At conventions, I have readings, participated in panel discussions, hand-sold books, networked with publishers and other writers, and interacted with readers. All this sharing, helped build my name as an author, sold some books, built relationships, and kept me motivated when things were hard. 

Not having conventions has left a hole in my writing life. 


During the past year, I sought out some video and online activities, and some of them were great! A panel held over zoom takes away some of the limits on geography and let me work with people three time zones over from me, or even in other countries all together. People I might never have gotten to work with otherwise. (You can check out a lot of that work on ConTinual's YouTube channel or on my own). 

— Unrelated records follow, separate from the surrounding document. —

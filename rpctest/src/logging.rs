//! Console logging for harness runs.
//!
//! The harness only emits `tracing` events; installing a subscriber is left to
//! the test binary. Node log files are owned by the node itself.

use tracing::level_filters::LevelFilter;
use tracing_subscriber::{EnvFilter, fmt, layer::SubscriberExt, util::SubscriberInitExt};

use crate::error::{LoggingError, LoggingResult};

/// Initialize console logging with the given level.
///
/// `None` reads the filter from `RUST_LOG`, falling back to INFO.
pub fn init_console_logging(level: Option<LevelFilter>) -> LoggingResult<()> {
    let env_filter = match level {
        Some(level) => EnvFilter::new(level.to_string()),
        None => EnvFilter::try_from_default_env()
            .unwrap_or_else(|_| EnvFilter::new(LevelFilter::INFO.to_string())),
    };

    tracing_subscriber::registry()
        .with(env_filter)
        .with(fmt::layer().with_target(true).with_thread_ids(false).with_test_writer())
        .try_init()
        .map_err(|e| LoggingError::SubscriberInit(e.to_string()))
}

/// Logging for tests: honours `RUST_LOG` and may be called from every test.
pub fn init_test_logging() {
    // Only the first call in a process installs the subscriber.
    let _ = init_console_logging(None);
}

#[cfg(test)]
mod tests {
    use super::*;

    #[test]
    fn repeated_initialization_is_reported() {
        init_test_logging();
        assert!(matches!(
            init_console_logging(Some(LevelFilter::DEBUG)),
            Err(LoggingError::SubscriberInit(_))
        ));
        init_test_logging();
    }
}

But there's a serendipity factor in live events that is hard to recreate virtually. I never just wandered through the halls and ended up in a great conversation because I was attracted by the laughter at a virtual event. Zoom meetings don't give you the chance to peek into other rooms and see what's going on. Damn, but I've missed that. 

Now that I'm immunized, I feel a lot safer about venturing into communal grounds again and I'm so happy that I'll be starting with ConCarolinas, a con that has always treated me kindly and made me feel welcome. 

How about you? Are you easing back into the world yet? What kinds of public events have you been missing lo these many months?